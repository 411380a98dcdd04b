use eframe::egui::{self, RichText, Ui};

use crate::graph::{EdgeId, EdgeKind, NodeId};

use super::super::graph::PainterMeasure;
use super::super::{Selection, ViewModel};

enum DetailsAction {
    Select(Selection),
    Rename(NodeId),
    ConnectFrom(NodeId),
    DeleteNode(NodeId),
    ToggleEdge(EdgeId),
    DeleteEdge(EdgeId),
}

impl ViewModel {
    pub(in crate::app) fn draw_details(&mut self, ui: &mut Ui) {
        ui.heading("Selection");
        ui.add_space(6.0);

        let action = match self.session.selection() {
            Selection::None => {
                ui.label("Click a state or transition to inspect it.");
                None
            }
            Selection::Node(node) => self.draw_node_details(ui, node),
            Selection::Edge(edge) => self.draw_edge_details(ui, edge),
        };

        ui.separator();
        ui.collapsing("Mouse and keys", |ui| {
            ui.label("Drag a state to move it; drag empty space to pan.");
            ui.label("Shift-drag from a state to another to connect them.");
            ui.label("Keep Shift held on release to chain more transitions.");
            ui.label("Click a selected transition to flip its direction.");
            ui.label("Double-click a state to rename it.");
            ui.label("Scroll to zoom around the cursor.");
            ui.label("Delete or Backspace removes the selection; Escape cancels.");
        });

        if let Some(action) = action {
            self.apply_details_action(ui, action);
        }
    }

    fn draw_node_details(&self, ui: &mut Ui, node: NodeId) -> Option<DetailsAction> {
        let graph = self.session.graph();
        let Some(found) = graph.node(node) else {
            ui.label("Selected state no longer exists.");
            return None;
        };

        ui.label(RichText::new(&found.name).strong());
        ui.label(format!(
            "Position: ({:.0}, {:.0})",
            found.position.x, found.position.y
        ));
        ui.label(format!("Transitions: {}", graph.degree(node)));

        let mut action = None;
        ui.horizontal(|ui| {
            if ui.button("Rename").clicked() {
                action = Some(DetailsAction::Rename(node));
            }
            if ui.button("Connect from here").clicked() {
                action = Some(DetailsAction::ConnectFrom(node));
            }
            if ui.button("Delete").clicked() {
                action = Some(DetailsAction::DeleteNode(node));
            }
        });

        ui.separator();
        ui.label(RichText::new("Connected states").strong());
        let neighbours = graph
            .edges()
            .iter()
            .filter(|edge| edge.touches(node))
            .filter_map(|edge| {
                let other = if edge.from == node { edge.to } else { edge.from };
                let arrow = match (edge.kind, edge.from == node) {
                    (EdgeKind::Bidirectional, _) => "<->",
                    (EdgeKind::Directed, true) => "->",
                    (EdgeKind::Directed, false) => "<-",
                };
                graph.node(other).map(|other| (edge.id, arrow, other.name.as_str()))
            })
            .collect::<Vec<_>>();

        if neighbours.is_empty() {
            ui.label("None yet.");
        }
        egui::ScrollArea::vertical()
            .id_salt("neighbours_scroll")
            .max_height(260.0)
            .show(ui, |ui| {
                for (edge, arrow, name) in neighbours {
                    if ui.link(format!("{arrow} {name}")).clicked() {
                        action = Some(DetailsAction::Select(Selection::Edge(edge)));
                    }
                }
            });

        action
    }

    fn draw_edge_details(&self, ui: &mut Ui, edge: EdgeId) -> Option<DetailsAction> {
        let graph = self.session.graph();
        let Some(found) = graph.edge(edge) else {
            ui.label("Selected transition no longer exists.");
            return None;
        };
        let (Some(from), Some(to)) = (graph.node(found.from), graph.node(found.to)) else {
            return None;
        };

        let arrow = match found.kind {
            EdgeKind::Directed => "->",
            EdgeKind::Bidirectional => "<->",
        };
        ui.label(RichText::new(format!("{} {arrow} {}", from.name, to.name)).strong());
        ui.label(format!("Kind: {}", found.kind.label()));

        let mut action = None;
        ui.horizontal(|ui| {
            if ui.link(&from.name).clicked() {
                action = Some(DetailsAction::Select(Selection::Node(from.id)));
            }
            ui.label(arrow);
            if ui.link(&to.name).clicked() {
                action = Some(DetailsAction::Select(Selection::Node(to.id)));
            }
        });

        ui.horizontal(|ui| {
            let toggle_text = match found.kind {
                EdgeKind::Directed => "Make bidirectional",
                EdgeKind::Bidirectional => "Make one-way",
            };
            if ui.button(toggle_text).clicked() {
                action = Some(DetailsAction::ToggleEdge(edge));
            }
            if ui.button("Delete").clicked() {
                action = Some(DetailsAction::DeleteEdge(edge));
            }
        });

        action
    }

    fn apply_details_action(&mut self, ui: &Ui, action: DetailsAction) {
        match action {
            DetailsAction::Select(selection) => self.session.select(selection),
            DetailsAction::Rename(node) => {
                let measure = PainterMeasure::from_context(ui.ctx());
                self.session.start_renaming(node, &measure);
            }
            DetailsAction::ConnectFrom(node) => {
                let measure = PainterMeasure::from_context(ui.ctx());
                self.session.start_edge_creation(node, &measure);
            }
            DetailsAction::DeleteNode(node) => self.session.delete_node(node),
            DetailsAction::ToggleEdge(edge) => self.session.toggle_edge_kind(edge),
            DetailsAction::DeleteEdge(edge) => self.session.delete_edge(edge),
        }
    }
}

◆ ◆ ◆

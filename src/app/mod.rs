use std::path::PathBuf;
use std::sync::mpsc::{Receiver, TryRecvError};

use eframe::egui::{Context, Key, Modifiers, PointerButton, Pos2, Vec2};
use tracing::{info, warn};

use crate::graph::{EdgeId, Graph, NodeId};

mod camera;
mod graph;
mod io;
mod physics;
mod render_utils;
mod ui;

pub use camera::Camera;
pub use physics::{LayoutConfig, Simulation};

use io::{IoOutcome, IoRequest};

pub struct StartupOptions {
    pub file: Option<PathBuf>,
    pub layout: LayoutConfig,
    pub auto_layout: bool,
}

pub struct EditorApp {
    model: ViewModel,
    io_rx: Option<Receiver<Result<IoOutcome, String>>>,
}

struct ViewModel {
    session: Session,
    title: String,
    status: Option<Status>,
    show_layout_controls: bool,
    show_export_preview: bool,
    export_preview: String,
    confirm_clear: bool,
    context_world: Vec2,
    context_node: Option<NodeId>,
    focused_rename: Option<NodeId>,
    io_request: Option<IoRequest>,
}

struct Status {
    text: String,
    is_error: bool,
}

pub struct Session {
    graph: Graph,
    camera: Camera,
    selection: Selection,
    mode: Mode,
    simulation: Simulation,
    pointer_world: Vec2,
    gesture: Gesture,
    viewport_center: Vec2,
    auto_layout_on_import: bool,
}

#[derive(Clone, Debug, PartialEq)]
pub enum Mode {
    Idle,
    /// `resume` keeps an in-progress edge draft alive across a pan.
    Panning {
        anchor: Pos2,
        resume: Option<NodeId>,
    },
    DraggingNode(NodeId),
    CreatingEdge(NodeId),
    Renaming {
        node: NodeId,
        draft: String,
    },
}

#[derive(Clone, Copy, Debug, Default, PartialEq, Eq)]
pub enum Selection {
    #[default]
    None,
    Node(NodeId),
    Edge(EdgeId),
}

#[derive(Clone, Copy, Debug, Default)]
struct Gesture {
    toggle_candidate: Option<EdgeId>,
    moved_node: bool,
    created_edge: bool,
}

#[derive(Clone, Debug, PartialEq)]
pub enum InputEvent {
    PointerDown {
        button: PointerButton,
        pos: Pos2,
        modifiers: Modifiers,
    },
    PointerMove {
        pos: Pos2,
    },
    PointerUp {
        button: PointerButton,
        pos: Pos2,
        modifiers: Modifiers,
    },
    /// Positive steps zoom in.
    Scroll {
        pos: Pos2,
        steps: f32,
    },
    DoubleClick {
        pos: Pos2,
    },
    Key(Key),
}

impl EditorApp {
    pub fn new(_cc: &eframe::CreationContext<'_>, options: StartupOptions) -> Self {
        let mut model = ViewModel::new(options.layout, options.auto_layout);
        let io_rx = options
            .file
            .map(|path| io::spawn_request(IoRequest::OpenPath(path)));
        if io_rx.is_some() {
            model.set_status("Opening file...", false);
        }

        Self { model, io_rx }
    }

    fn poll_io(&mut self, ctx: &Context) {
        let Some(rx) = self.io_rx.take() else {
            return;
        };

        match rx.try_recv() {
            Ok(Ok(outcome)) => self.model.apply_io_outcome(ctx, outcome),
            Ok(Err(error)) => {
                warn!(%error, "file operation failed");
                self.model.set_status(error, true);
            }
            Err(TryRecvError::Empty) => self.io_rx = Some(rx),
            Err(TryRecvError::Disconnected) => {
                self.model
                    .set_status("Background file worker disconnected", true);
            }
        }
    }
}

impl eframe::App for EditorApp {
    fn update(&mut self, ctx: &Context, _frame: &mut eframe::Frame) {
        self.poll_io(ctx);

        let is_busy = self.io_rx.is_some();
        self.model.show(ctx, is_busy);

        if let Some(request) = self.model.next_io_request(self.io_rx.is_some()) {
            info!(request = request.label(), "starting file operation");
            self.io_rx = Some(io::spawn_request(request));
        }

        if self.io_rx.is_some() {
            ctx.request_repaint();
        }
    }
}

◆ ◆ ◆

* YOUR OBJECTIVE *
If a line in the records above includes the string "Make", copy it.

* COMPLETED TASK *
                EdgeKind::Directed => "Make bidirectional",
                EdgeKind::Bidirectional => "Make one-way",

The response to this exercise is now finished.